Credo che oggi, e più in generale nei giorni di questa terza settimana di Quaresima, tutti siamo invitati a credere nella forza della preghiera di intercessione, ma anche a domandarci cosa chiedere rimettendoci nelle mani di Dio e alla sua volontà. Prima di intercedere dovremmo comunque discernere cosa è volontà di Dio per un determinato momento, in una determinata situazione, per un certo problema. Spesso noi preghiamo senza aver fatto tutto questo e chiediamo subito cosa è bene per noi, cosa è bene secondo il nostro modo di vedere, spesso solo secondo quello che, emotivamente avvertiamo. Salvo poi lamentarci quando non accade quello che abbiamo chiesto, quello che avremmo previsto, tanto da prendercela con il Signore, interrompendo, in alcuni casi, non solo un percorso di fede, ma lo stesso rapporto con Dio. Conosco molte persone che, non essendo accaduto quello che prevedevano, hanno chiuso i rapporti con Dio. Le Scritture ci insegnano altro. Le Scritture ci dicono altro. La Parola di Dio, a cui sempre dobbiamo fare riferimento, ci sta dicendo che non è così, non è questo che il Padre cerca da noi. Il Padre cerca in noi veri intercessori. Come i Santi che, ancora durante la loro vita, hanno operato il vero discernimento cristiano e, nella preghiera, hanno ottenuto quello che volevano.

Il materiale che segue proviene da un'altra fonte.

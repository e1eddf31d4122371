//! `[serve]` section configuration.
//!
//! Contains development server settings.
//!
//! # Example
//!
//! ```toml
//! [serve]
//! interface = "127.0.0.1"     # Network interface (127.0.0.1 = localhost only)
//! port = 3000                 # HTTP port number
//! index = "src/pages/index.html"
//! fallback = ["src/assets", "public", "src/pages", "scripts", "docs", "config"]
//!
//! [[serve.mappings]]
//! prefix = "/assets/"
//! dir = "src/assets"
//! ```
//!
//! Mappings are tried in order; the first prefix that matches decides the
//! directory. Use `interface = "0.0.0.0"` to make the server accessible from LAN.

use std::net::{IpAddr, Ipv4Addr};
use std::path::PathBuf;

use serde::{Deserialize, Serialize};

use crate::config::FieldPath;

/// Development server settings.
#[derive(Debug, Clone, Serialize, Deserialize)]
#[serde(default)]
pub struct ServeConfig {
    /// Network interface to bind.
    /// - `127.0.0.1` (default): localhost only
    /// - `0.0.0.0`: all interfaces (LAN accessible)
    pub interface: IpAddr,

    /// HTTP port number. The next free port is used when taken.
    pub port: u16,

    /// File served for `/` and `/index.html`.
    pub index: PathBuf,

    /// URL prefix → directory, first match wins.
    pub mappings: Vec<StaticMapping>,

    /// Directories searched when the mapped path does not exist.
    pub fallback: Vec<PathBuf>,
}

#[derive(Debug, Clone, PartialEq, Eq, Serialize, Deserialize)]
pub struct StaticMapping {
    pub prefix: String,
    pub dir: PathBuf,
}

impl StaticMapping {
    pub fn new(prefix: &str, dir: &str) -> Self {
        Self {
            prefix: prefix.into(),
            dir: dir.into(),
        }
    }
}

impl ServeConfig {
    pub const MAPPINGS: FieldPath = FieldPath::new("serve.mappings");

    pub fn validate(&self, diag: &mut crate::config::ConfigDiagnostics) {
        for mapping in &self.mappings {
            if !mapping.prefix.starts_with('/') || !mapping.prefix.ends_with('/') {
                diag.error_with_hint(
                    Self::MAPPINGS,
                    format!("prefix '{}' must start and end with '/'", mapping.prefix),
                    "e.g. prefix = \"/assets/\"",
                );
            }
        }
    }
}

impl Default for ServeConfig {
    fn default() -> Self {
        Self {
            interface: IpAddr::V4(Ipv4Addr::new(127, 0, 0, 1)),
            port: 3000,
            index: PathBuf::from("src/pages/index.html"),
            mappings: vec![
                StaticMapping::new("/assets/", "src/assets"),
                StaticMapping::new("/data/", "public/data"),
                StaticMapping::new("/", "src/pages"),
            ],
            fallback: ["src/assets", "public", "src/pages", "scripts", "docs", "config"]
                .into_iter()
                .map(PathBuf::from)
                .collect(),
        }
    }
}
//! `[language]` section configuration.

use serde::{Deserialize, Serialize};

use crate::config::FieldPath;

#[derive(Debug, Clone, Serialize, Deserialize)]
#[serde(default)]
pub struct LanguageConfig {
    pub default: String,
    pub supported: Vec<String>,
}

impl LanguageConfig {
    pub const DEFAULT: FieldPath = FieldPath::new("language.default");

    pub fn is_supported(&self, language: &str) -> bool {
        self.supported.iter().any(|l| l == language)
    }

    pub fn validate(&self, diag: &mut crate::config::ConfigDiagnostics) {
        if !self.is_supported(&self.default) {
            diag.error_with_hint(
                Self::DEFAULT,
                format!("'{}' is not a supported language", self.default),
                format!("choose one of: {}", self.supported.join(", ")),
            );
        }
    }
}

impl Default for LanguageConfig {
    fn default() -> Self {
        Self {
            default: "zh-CN".into(),
            supported: vec!["zh-CN".into(), "en-US".into()],
        }
    }
}
//! Site configuration management for `mlg.toml`.
//!
//! # Module Structure
//!
//! ```text
//! config/
//! ├── section/       # Configuration section definitions
//! │   ├── app        # [app]
//! │   ├── data       # [data]
//! │   ├── features   # [features]
//! │   ├── language   # [language]
//! │   ├── routing    # [routing], [routing.pages.<id>]
//! │   ├── serve      # [serve], [[serve.mappings]]
//! │   └── theme      # [theme]
//! ├── types/         # Utility types
//! │   ├── error      # ConfigError, ConfigDiagnostics
//! │   ├── field      # FieldPath
//! │   └── handle     # ConfigHandle
//! ├── overrides      # UserConfig (persisted user overrides)
//! └── mod.rs         # SiteConfig (this file)
//! ```
//!
//! A missing `mlg.toml` is not an error: every section has defaults and
//! the router falls back to its built-in route table.

mod overrides;
pub mod section;
pub mod types;
mod util;

use util::find_config_file;

pub use overrides::{
    FeatureOverrides, LanguageOverride, ThemeOverride, USER_CONFIG_KEY, UserConfig,
};
pub use section::{
    AppConfig, DataConfig, FeaturesConfig, LanguageConfig, PageConfig, RoutingConfig,
    ServeConfig, StaticMapping, ThemeConfig,
};
pub use types::{ConfigDiagnostic, ConfigDiagnostics, ConfigError, ConfigHandle, FieldPath};

use crate::{
    cli::{Cli, Commands},
    debug, log,
};
use anyhow::{Context, Result};
use serde::{Deserialize, Serialize};
use std::{
    fs,
    path::{Path, PathBuf},
};

// ============================================================================
// root configuration
// ============================================================================

/// Root configuration structure representing mlg.toml
#[derive(Debug, Clone, Default, Serialize, Deserialize)]
pub struct SiteConfig {
    /// Absolute path to the config file (internal use only)
    #[serde(skip)]
    pub config_path: PathBuf,

    /// Project root directory - parent of config file (internal use only)
    #[serde(skip)]
    pub root: PathBuf,

    #[serde(default)]
    pub app: AppConfig,

    #[serde(default)]
    pub routing: RoutingConfig,

    #[serde(default)]
    pub theme: ThemeConfig,

    #[serde(default)]
    pub language: LanguageConfig,

    #[serde(default)]
    pub features: FeaturesConfig,

    #[serde(default)]
    pub data: DataConfig,

    /// Development server settings
    #[serde(default)]
    pub serve: ServeConfig,
}

impl SiteConfig {
    /// Load configuration from CLI arguments.
    ///
    /// Searches upward from cwd to find the config file. The project root is
    /// the config file's parent directory, or cwd when there is no file.
    pub fn load(cli: &Cli) -> Result<Self> {
        let cwd = std::env::current_dir().context("Failed to get current working directory")?;

        let mut config = match find_config_file(&cli.config) {
            Some(path) => {
                let mut config = Self::from_path(&path)?;
                config.root = path.parent().map(Path::to_path_buf).unwrap_or_default();
                config.config_path = path;
                config
            }
            None => {
                debug!("config"; "{} not found, using defaults", cli.config.display());
                Self {
                    config_path: cwd.join(&cli.config),
                    root: cwd,
                    ..Self::default()
                }
            }
        };

        config.apply_command_options(cli);
        config.validate()?;
        config.normalize_paths();
        Ok(config)
    }

    /// Parse configuration from TOML string
    pub fn from_str(content: &str) -> Result<Self> {
        let config: Self = toml::from_str(content)?;
        Ok(config)
    }

    /// Load configuration from file path with unknown field detection.
    fn from_path(path: &Path) -> Result<Self> {
        let content =
            fs::read_to_string(path).map_err(|err| ConfigError::Io(path.to_path_buf(), err))?;

        let (config, ignored) = Self::parse_with_ignored(&content)?;

        if !ignored.is_empty() {
            Self::print_unknown_fields_warning(&ignored, path);
        }

        Ok(config)
    }

    /// Parse TOML content, collecting any unknown fields.
    fn parse_with_ignored(content: &str) -> Result<(Self, Vec<String>), ConfigError> {
        let mut ignored = Vec::new();
        let deserializer = toml::Deserializer::new(content);
        let config = serde_ignored::deserialize(deserializer, |path: serde_ignored::Path| {
            ignored.push(path.to_string());
        })?;
        Ok((config, ignored))
    }

    /// Print warning about unknown fields.
    fn print_unknown_fields_warning(fields: &[String], path: &Path) {
        let display_path = path
            .file_name()
            .map(|n| n.to_string_lossy())
            .unwrap_or_else(|| path.to_string_lossy());
        log!("warning"; "unknown fields in {}, ignoring:", display_path);
        for field in fields {
            eprintln!("- {}", field);
        }
    }

    /// Get the root directory path
    pub fn get_root(&self) -> &Path {
        &self.root
    }

    /// Join a path with the root directory.
    pub fn root_join(&self, path: impl AsRef<Path>) -> PathBuf {
        self.root.join(path)
    }

    /// Get path relative to the site root
    pub fn root_relative(&self, path: impl AsRef<Path>) -> PathBuf {
        path.as_ref()
            .strip_prefix(&self.root)
            .map(Path::to_path_buf)
            .unwrap_or_else(|_| path.as_ref().to_path_buf())
    }

    // ========================================================================
    // cli configuration updates
    // ========================================================================

    /// Apply command-specific configuration options.
    fn apply_command_options(&mut self, cli: &Cli) {
        crate::logger::set_verbose(cli.verbose);

        if let Commands::Serve { interface, port } = &cli.command {
            Self::update_option(&mut self.serve.interface, interface.as_ref());
            Self::update_option(&mut self.serve.port, port.as_ref());
        }

        if let Some(data) = cli.data_args()
            && data.base_url.is_some()
        {
            self.data.base_url = data.base_url.clone();
        }
    }

    /// Update config option if CLI value is provided.
    fn update_option<T: Clone>(config_option: &mut T, cli_option: Option<&T>) {
        if let Some(option) = cli_option {
            *config_option = option.clone();
        }
    }

    // ========================================================================
    // path normalization
    // ========================================================================

    /// Resolve every configured path against the project root.
    pub(crate) fn normalize_paths(&mut self) {
        let root = crate::utils::path::normalize_path(&self.root);

        self.data.root = root.join(&self.data.root);
        self.app.storage = Self::expand_path(&self.app.storage, &root);
        self.serve.index = root.join(&self.serve.index);
        for mapping in &mut self.serve.mappings {
            mapping.dir = root.join(&mapping.dir);
        }
        for dir in &mut self.serve.fallback {
            *dir = root.join(&*dir);
        }

        self.root = root;
    }

    /// Expand `~` and resolve relative paths against `root`.
    fn expand_path(path: &Path, root: &Path) -> PathBuf {
        let expanded = shellexpand::tilde(path.to_str().unwrap_or_default()).into_owned();
        let path = PathBuf::from(expanded);
        if path.is_relative() {
            root.join(path)
        } else {
            path
        }
    }

    // ========================================================================
    // validation
    // ========================================================================

    /// Validate configuration.
    ///
    /// Collects all validation errors and returns them at once.
    pub fn validate(&self) -> Result<()> {
        let mut diag = ConfigDiagnostics::new();

        self.app.validate(&mut diag);
        self.routing.validate(&mut diag);
        self.theme.validate(&mut diag);
        self.language.validate(&mut diag);
        self.data.validate(&mut diag);
        self.serve.validate(&mut diag);

        diag.print_warnings();

        diag.into_result()
            .map_err(|e| ConfigError::Diagnostics(e).into())
    }
}

// ============================================================================
// Test Helpers (available to all modules via `use crate::config::test_*`)
// ============================================================================

/// Parse config, panicking on unknown fields (to catch config typos in tests).
#[cfg(test)]
pub fn test_parse_config(content: &str) -> SiteConfig {
    let (parsed, ignored) = SiteConfig::parse_with_ignored(content).unwrap();
    assert!(
        ignored.is_empty(),
        "test config has unknown fields: {:?}",
        ignored
    );
    parsed
}

// ============================================================================
// tests
// ============================================================================

#[cfg(test)]
mod tests {
    use super::*;
    use clap::Parser;
    use std::net::{IpAddr, Ipv4Addr};

    #[test]
    fn test_from_str_invalid_toml() {
        let result: Result<SiteConfig, _> = toml::from_str("[app\nname = \"x\"");
        assert!(result.is_err());
    }

    #[test]
    fn test_site_config_default() {
        let config = SiteConfig::default();

        assert_eq!(config.config_path, PathBuf::new());
        assert_eq!(config.serve.port, 3000);
        assert_eq!(config.theme.default, "light");
        assert_eq!(config.language.default, "zh-CN");
        assert!(config.features.dark_mode);
        assert!(config.validate().is_ok());
    }

    #[test]
    fn test_unknown_fields_detected() {
        let content = "[app]\nname = \"Test\"\n[unknown_section]\nfield = \"value\"";
        let (config, ignored) = SiteConfig::parse_with_ignored(content).unwrap();

        assert_eq!(config.app.name, "Test");
        assert!(ignored.iter().any(|f| f.contains("unknown_section")));
    }

    #[test]
    fn test_no_unknown_fields() {
        let content = "[theme]\ndefault = \"dark\"\n[routing.pages.home]\ntitle = \"Home\"";
        let (_, ignored) = SiteConfig::parse_with_ignored(content).unwrap();
        assert!(ignored.is_empty());
    }

    #[test]
    fn test_validate_collects_all_errors() {
        let config = test_parse_config(
            "[theme]\ndefault = \"neon\"\n[language]\ndefault = \"fr\"\n[data]\nbase_url = \"x\"",
        );
        let err = config.validate().unwrap_err();
        let Some(ConfigError::Diagnostics(diag)) = err.downcast_ref::<ConfigError>() else {
            panic!("expected diagnostics");
        };
        assert_eq!(diag.len(), 3);
    }

    #[test]
    fn test_command_options_override_file() {
        let cli = Cli::parse_from(["mlg", "serve", "-i", "0.0.0.0", "-p", "8080"]);
        let mut config = test_parse_config("[serve]\nport = 3000");
        config.apply_command_options(&cli);
        assert_eq!(config.serve.port, 8080);
        assert_eq!(config.serve.interface, IpAddr::V4(Ipv4Addr::UNSPECIFIED));

        let cli = Cli::parse_from(["mlg", "categories", "--base-url", "https://a.example/"]);
        let mut config = test_parse_config("[data]\nbase_url = \"https://b.example/\"");
        config.apply_command_options(&cli);
        assert_eq!(config.data.base_url.as_deref(), Some("https://a.example/"));
    }

    #[test]
    fn test_normalize_paths_joins_root() {
        let mut config = test_parse_config("[data]\nroot = \"site\"");
        config.root = PathBuf::from("/nonexistent/project");
        config.normalize_paths();

        assert_eq!(config.data.root, Path::new("/nonexistent/project/site"));
        assert_eq!(
            config.serve.mappings[1].dir,
            Path::new("/nonexistent/project/public/data")
        );
        assert_eq!(
            config.app.storage,
            Path::new("/nonexistent/project/.mlg/storage.json")
        );
    }

    #[test]
    fn test_root_relative() {
        let config = SiteConfig {
            root: PathBuf::from("/p"),
            ..SiteConfig::default()
        };
        assert_eq!(config.root_relative("/p/src/pages"), Path::new("src/pages"));
        assert_eq!(config.root_relative("/other"), Path::new("/other"));
    }
}
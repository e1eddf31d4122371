//! Configuration utility types.
//!
//! | Module   | Purpose                                   |
//! |----------|-------------------------------------------|
//! | `error`  | ConfigError and collected diagnostics     |
//! | `field`  | Dotted field paths for messages           |
//! | `handle` | Swappable config handle (thread-safe)     |

mod error;
mod field;
mod handle;

pub use error::{ConfigDiagnostic, ConfigDiagnostics, ConfigError};
pub use field::FieldPath;
pub use handle::ConfigHandle;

Ancora la Chiesa ci ricorda che la vera intercessione sa unirsi sempre anche a gesti di rinuncia, essenzialità, povertà. Nel tempo di Quaresima siamo chiamati non solo ad intercedere, ma anche a vivere con più fede questi gesti, magari proprio partendo dal digiuno, dall’essenzialità, dalle varie forme di povertà che siamo chiamati a vivere. Rimettiamoci nelle mani di Dio perché la nostra vita sappia sempre scegliere la parte dell’intercessore secondo i disegni di Dio.

Esercizio per questa settimana di quaresima giubilare

Nel silenzio invito a pregare il Rosario come forma di preghiera di tutta la settimana, vivendo questa preghiera come intercessione per qualche situazione che ci sta a cuore.